++++ Source data

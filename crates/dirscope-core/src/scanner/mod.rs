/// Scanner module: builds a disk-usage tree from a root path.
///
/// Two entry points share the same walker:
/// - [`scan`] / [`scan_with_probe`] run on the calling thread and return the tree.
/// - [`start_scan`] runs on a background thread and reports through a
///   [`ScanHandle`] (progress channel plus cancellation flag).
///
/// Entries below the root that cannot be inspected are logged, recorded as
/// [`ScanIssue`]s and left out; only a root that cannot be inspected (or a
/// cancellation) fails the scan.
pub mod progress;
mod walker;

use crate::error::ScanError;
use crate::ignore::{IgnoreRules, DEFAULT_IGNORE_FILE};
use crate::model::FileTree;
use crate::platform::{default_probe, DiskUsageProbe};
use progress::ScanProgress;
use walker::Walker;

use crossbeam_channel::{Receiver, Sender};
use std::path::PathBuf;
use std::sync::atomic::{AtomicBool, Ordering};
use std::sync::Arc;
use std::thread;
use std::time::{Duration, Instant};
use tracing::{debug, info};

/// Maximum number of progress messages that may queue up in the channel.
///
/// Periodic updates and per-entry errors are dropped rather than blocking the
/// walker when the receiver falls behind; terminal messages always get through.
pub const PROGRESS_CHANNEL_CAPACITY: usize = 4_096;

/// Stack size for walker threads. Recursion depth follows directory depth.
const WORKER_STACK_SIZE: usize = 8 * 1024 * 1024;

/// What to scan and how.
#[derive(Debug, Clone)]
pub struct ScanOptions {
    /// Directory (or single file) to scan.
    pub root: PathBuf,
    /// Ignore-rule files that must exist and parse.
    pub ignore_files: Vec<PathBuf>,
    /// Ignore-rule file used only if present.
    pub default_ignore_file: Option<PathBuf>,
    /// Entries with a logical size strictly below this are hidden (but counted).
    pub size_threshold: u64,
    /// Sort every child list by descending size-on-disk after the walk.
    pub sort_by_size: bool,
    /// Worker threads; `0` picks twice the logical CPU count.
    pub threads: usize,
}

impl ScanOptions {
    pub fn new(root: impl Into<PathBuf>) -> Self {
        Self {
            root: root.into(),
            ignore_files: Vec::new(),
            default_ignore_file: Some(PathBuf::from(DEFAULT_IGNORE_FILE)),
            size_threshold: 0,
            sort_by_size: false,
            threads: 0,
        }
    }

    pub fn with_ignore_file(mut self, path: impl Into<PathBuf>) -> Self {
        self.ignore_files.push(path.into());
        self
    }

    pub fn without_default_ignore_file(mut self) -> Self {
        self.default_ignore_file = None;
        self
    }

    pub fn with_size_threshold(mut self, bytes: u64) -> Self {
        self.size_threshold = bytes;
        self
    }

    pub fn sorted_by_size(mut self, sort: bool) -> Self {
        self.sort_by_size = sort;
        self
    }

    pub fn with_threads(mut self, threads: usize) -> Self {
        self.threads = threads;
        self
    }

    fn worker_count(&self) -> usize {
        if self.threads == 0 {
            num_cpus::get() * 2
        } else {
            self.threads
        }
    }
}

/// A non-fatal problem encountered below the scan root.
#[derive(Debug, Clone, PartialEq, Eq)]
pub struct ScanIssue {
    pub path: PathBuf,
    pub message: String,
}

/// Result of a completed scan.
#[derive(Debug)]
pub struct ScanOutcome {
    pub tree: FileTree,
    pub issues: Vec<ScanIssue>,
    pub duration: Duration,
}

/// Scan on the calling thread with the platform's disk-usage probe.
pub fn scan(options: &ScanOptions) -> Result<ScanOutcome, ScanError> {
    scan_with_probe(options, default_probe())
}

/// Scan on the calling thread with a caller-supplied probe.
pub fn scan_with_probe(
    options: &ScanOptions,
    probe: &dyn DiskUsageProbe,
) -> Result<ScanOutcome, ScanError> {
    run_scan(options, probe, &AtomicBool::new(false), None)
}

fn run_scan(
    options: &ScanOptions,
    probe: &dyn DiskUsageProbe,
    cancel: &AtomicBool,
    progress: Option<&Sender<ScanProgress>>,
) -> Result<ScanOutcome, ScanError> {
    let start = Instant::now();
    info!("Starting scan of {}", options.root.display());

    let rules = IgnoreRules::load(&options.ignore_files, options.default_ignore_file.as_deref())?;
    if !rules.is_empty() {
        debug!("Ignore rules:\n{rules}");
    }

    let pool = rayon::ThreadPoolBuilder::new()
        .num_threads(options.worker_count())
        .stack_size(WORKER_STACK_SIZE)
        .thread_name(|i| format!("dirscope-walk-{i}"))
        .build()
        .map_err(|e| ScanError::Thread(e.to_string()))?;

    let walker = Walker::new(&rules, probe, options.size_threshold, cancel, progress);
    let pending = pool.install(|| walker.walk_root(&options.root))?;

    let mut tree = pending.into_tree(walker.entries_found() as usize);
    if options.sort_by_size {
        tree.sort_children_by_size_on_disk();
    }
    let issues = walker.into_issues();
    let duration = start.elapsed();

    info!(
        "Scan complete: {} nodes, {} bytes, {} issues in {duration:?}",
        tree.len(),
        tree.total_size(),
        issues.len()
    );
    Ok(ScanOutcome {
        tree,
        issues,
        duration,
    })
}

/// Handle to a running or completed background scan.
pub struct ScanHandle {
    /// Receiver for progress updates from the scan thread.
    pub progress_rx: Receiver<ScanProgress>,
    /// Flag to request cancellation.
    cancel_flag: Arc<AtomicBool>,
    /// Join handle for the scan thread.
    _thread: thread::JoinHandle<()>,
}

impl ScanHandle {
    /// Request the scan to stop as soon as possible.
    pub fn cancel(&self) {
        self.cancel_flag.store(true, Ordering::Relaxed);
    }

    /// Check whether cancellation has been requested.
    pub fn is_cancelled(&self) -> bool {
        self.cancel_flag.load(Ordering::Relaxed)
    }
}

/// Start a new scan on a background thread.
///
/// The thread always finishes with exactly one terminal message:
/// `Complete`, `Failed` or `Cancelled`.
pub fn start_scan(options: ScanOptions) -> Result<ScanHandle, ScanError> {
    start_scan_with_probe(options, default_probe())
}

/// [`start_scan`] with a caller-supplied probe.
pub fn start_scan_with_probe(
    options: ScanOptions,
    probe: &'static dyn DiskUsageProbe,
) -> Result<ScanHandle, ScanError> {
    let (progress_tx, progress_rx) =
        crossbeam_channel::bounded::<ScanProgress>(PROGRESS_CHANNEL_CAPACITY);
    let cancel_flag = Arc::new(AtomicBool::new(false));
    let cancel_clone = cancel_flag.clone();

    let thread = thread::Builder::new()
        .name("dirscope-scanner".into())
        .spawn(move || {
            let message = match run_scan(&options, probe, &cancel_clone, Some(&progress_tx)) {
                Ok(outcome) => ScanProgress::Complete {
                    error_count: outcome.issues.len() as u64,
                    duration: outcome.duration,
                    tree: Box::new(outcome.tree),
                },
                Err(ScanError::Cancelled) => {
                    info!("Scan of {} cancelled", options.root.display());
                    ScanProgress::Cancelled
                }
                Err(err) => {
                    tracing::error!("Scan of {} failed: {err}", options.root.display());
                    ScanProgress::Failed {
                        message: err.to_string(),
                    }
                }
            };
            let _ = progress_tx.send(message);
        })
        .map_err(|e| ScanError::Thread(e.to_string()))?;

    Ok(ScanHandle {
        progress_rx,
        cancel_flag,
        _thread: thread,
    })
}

++++++++
++++ Source data

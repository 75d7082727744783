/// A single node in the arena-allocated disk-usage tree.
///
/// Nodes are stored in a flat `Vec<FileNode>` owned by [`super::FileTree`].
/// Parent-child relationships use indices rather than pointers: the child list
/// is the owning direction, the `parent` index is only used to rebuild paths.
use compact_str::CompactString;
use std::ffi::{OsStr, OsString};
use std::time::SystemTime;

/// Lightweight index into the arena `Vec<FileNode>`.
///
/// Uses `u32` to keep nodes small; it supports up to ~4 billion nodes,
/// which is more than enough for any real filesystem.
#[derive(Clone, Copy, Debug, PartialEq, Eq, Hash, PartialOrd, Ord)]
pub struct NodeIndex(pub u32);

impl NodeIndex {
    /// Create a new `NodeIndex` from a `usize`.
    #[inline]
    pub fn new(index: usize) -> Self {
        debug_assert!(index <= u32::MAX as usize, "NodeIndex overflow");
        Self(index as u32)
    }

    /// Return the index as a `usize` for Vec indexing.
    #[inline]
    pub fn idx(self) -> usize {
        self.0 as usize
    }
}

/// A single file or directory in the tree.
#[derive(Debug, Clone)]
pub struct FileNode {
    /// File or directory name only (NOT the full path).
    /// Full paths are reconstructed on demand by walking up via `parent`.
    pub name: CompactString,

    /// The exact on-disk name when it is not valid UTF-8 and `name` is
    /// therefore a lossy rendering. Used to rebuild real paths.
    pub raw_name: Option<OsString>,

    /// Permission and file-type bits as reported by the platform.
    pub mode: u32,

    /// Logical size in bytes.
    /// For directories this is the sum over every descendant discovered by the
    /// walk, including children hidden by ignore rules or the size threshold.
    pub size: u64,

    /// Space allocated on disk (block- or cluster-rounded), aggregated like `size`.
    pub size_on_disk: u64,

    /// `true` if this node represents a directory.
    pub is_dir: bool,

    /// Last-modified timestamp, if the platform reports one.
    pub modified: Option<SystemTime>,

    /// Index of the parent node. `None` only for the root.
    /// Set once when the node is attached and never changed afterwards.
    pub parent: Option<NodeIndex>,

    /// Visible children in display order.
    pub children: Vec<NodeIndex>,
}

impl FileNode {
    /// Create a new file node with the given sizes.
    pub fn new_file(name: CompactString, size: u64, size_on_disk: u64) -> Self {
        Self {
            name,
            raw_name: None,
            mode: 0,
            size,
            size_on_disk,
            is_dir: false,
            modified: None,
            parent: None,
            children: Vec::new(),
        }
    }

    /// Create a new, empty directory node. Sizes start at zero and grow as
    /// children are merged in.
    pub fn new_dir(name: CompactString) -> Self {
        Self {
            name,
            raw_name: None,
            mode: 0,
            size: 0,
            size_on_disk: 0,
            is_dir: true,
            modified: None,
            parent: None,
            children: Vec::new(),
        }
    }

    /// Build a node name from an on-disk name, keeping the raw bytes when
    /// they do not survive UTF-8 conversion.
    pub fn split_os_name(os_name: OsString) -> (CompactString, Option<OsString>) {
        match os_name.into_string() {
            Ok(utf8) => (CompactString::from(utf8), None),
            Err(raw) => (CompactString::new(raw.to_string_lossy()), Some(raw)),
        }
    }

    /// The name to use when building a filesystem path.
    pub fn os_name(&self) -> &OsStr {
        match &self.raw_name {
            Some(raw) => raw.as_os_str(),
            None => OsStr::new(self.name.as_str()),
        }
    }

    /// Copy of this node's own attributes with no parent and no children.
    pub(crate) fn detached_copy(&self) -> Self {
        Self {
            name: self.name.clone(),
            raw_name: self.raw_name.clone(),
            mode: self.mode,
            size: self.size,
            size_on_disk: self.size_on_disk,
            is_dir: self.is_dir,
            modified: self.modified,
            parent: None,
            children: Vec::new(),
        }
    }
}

++++++++

# Your goal
Retype exactly the lines above, from the one with "for the scan thread." through the one with "let cancel_clone = cancel_flag.clone();", inclusive.

# Response below
    /// Join handle for the scan thread.
    _thread: thread::JoinHandle<()>,
}

impl ScanHandle {
    /// Request the scan to stop as soon as possible.
    pub fn cancel(&self) {
        self.cancel_flag.store(true, Ordering::Relaxed);
    }

    /// Check whether cancellation has been requested.
    pub fn is_cancelled(&self) -> bool {
        self.cancel_flag.load(Ordering::Relaxed)
    }
}

/// Start a new scan on a background thread.
///
/// The thread always finishes with exactly one terminal message:
/// `Complete`, `Failed` or `Cancelled`.
pub fn start_scan(options: ScanOptions) -> Result<ScanHandle, ScanError> {
    start_scan_with_probe(options, default_probe())
}

/// [`start_scan`] with a caller-supplied probe.
pub fn start_scan_with_probe(
    options: ScanOptions,
    probe: &'static dyn DiskUsageProbe,
) -> Result<ScanHandle, ScanError> {
    let (progress_tx, progress_rx) =
        crossbeam_channel::bounded::<ScanProgress>(PROGRESS_CHANNEL_CAPACITY);
    let cancel_flag = Arc::new(AtomicBool::new(false));
    let cancel_clone = cancel_flag.clone();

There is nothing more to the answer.